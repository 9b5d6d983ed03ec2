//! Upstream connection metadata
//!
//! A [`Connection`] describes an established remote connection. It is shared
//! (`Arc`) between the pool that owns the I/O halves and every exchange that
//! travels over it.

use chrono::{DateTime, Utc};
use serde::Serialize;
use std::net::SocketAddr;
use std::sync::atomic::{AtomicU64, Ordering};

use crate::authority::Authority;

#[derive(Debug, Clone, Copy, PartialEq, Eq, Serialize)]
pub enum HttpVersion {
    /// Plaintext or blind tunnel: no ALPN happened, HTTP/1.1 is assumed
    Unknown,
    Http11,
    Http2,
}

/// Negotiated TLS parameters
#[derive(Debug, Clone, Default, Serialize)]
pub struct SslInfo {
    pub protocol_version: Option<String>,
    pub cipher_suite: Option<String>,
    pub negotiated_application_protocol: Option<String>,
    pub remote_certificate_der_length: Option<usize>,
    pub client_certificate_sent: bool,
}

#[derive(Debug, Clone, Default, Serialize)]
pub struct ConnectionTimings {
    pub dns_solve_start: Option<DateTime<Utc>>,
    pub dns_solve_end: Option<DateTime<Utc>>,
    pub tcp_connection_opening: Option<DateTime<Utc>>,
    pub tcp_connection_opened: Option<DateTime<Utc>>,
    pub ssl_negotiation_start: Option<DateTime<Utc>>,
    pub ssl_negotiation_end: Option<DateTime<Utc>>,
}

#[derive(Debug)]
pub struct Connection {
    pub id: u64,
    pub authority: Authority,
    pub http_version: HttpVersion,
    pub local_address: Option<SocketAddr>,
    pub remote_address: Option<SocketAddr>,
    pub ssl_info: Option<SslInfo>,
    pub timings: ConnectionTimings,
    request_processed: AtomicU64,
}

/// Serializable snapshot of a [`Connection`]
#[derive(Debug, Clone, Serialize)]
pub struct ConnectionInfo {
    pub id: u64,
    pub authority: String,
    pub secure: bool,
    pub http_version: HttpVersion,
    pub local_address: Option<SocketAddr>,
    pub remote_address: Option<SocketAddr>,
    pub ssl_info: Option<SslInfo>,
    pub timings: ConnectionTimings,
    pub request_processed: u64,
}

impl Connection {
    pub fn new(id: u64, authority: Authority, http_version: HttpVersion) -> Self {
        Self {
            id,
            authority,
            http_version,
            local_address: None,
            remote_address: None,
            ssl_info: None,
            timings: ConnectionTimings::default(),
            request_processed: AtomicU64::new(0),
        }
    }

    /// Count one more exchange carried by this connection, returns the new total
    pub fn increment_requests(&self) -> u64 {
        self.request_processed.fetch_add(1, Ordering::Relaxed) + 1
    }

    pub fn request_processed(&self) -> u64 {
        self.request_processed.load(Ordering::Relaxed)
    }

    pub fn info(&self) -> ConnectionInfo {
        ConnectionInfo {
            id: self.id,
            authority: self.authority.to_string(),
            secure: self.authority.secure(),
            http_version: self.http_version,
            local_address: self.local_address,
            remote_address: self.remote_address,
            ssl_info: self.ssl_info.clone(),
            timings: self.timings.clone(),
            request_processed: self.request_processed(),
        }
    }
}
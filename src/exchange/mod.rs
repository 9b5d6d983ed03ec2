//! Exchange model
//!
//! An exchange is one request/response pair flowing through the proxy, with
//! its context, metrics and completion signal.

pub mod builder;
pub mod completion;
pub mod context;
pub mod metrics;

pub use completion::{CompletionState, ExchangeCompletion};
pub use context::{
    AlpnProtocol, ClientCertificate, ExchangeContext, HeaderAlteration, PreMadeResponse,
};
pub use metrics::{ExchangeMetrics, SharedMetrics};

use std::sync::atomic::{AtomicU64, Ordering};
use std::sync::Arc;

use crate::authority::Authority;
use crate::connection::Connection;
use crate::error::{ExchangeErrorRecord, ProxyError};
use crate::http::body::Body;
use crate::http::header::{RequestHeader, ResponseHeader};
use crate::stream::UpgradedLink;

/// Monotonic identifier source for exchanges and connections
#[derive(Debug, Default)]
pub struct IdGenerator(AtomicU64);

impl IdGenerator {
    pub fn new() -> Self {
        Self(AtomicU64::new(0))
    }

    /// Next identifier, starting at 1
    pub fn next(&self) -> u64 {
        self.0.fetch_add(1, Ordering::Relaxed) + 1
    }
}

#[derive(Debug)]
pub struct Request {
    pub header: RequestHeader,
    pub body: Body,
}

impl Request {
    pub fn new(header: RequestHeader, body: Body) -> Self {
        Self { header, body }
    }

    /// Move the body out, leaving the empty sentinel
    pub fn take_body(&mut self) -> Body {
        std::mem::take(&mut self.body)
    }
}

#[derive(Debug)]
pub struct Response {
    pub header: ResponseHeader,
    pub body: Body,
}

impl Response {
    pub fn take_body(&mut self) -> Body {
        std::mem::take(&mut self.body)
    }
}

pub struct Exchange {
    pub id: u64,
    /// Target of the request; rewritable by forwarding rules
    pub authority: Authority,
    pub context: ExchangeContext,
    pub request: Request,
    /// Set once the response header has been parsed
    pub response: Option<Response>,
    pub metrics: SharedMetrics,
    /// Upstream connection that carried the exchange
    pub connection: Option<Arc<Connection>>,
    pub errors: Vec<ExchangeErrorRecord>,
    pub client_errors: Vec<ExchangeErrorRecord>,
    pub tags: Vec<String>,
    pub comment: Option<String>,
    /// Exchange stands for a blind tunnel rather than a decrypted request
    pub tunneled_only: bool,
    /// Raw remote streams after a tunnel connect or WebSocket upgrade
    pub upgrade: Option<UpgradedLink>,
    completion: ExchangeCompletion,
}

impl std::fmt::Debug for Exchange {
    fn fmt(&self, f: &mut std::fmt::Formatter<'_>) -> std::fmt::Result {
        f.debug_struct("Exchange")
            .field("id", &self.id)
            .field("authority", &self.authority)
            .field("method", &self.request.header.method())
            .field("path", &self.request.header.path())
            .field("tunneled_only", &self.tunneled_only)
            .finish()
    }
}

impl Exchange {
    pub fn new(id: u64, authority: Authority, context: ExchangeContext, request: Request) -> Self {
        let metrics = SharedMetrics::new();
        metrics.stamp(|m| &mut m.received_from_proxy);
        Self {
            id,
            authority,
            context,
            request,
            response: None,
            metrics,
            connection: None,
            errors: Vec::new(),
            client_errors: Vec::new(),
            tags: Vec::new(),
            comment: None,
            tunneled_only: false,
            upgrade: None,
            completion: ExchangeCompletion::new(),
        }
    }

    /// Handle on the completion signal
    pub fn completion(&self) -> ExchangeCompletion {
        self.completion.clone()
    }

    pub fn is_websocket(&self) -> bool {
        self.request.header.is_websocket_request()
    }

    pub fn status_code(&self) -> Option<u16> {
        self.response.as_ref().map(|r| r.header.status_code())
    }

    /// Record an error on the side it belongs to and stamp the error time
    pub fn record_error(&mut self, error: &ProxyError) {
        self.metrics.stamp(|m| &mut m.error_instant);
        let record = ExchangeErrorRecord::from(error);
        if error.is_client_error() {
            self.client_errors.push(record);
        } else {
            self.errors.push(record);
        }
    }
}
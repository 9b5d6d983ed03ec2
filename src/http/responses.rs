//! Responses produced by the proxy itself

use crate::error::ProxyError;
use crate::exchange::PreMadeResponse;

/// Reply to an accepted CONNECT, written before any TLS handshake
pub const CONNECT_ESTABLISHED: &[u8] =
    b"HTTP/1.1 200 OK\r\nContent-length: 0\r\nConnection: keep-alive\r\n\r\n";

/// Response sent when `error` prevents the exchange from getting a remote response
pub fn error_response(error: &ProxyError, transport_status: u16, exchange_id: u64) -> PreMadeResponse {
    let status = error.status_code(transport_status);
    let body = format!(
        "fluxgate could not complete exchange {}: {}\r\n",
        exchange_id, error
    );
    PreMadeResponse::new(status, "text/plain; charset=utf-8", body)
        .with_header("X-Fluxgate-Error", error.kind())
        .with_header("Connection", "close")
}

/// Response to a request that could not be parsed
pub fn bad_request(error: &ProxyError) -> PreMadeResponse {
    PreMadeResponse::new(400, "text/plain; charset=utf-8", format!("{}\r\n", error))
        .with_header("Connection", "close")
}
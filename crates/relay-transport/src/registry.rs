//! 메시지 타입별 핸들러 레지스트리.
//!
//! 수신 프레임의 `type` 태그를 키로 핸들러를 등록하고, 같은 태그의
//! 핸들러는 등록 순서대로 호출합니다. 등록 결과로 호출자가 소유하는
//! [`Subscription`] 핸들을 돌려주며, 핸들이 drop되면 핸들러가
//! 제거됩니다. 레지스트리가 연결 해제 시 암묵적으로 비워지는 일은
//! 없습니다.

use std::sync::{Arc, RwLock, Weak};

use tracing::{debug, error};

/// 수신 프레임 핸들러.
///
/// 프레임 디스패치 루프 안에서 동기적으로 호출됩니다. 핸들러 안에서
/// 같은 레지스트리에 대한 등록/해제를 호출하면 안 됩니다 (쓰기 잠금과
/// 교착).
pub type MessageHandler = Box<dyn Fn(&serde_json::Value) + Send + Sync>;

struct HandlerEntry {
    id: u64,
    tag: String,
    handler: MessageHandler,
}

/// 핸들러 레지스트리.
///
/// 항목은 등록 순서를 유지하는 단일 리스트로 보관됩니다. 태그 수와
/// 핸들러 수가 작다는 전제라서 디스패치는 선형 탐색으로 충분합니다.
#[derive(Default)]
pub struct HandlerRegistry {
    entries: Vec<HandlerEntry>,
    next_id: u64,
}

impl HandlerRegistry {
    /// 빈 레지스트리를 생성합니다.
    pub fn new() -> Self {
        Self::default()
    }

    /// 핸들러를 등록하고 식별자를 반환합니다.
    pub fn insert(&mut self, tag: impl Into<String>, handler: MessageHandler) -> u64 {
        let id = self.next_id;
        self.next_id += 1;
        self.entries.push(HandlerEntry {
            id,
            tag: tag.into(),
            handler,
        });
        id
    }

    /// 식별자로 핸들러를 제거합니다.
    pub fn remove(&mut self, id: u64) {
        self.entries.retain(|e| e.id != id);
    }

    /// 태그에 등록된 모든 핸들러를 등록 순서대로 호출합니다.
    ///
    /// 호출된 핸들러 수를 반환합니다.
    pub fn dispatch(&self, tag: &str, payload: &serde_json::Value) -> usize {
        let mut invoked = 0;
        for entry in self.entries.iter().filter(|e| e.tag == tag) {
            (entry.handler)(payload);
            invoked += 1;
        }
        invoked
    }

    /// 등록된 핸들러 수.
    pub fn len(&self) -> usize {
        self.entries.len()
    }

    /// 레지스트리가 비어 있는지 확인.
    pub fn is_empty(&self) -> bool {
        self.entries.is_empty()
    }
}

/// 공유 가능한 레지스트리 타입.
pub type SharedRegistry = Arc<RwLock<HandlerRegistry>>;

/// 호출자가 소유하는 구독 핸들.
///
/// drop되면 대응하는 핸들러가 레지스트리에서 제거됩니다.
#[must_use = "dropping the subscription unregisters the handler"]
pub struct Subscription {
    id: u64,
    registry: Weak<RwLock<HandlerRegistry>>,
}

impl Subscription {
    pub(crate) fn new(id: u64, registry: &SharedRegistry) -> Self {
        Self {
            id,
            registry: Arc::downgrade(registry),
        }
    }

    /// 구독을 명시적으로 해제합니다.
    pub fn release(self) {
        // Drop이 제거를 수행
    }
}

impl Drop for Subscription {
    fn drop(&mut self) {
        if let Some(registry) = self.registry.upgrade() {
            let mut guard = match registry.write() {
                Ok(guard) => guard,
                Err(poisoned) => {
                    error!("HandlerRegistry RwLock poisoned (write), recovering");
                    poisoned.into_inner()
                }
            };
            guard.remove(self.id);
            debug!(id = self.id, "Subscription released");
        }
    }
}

TASK INSTRUCTIONS: The range runs from the line above containing "보관됩니다. 태그 수와" to the line containing "guard.remove(self.id);", inclusive. Restate those lines word for word and no others.

TASK ANSWER:
/// 항목은 등록 순서를 유지하는 단일 리스트로 보관됩니다. 태그 수와
/// 핸들러 수가 작다는 전제라서 디스패치는 선형 탐색으로 충분합니다.
#[derive(Default)]
pub struct HandlerRegistry {
    entries: Vec<HandlerEntry>,
    next_id: u64,
}

impl HandlerRegistry {
    /// 빈 레지스트리를 생성합니다.
    pub fn new() -> Self {
        Self::default()
    }

    /// 핸들러를 등록하고 식별자를 반환합니다.
    pub fn insert(&mut self, tag: impl Into<String>, handler: MessageHandler) -> u64 {
        let id = self.next_id;
        self.next_id += 1;
        self.entries.push(HandlerEntry {
            id,
            tag: tag.into(),
            handler,
        });
        id
    }

    /// 식별자로 핸들러를 제거합니다.
    pub fn remove(&mut self, id: u64) {
        self.entries.retain(|e| e.id != id);
    }

    /// 태그에 등록된 모든 핸들러를 등록 순서대로 호출합니다.
    ///
    /// 호출된 핸들러 수를 반환합니다.
    pub fn dispatch(&self, tag: &str, payload: &serde_json::Value) -> usize {
        let mut invoked = 0;
        for entry in self.entries.iter().filter(|e| e.tag == tag) {
            (entry.handler)(payload);
            invoked += 1;
        }
        invoked
    }

    /// 등록된 핸들러 수.
    pub fn len(&self) -> usize {
        self.entries.len()
    }

    /// 레지스트리가 비어 있는지 확인.
    pub fn is_empty(&self) -> bool {
        self.entries.is_empty()
    }
}

/// 공유 가능한 레지스트리 타입.
pub type SharedRegistry = Arc<RwLock<HandlerRegistry>>;

/// 호출자가 소유하는 구독 핸들.
///
/// drop되면 대응하는 핸들러가 레지스트리에서 제거됩니다.
#[must_use = "dropping the subscription unregisters the handler"]
pub struct Subscription {
    id: u64,
    registry: Weak<RwLock<HandlerRegistry>>,
}

impl Subscription {
    pub(crate) fn new(id: u64, registry: &SharedRegistry) -> Self {
        Self {
            id,
            registry: Arc::downgrade(registry),
        }
    }

    /// 구독을 명시적으로 해제합니다.
    pub fn release(self) {
        // Drop이 제거를 수행
    }
}

impl Drop for Subscription {
    fn drop(&mut self) {
        if let Some(registry) = self.registry.upgrade() {
            let mut guard = match registry.write() {
                Ok(guard) => guard,
                Err(poisoned) => {
                    error!("HandlerRegistry RwLock poisoned (write), recovering");
                    poisoned.into_inner()
                }
            };
            guard.remove(self.id);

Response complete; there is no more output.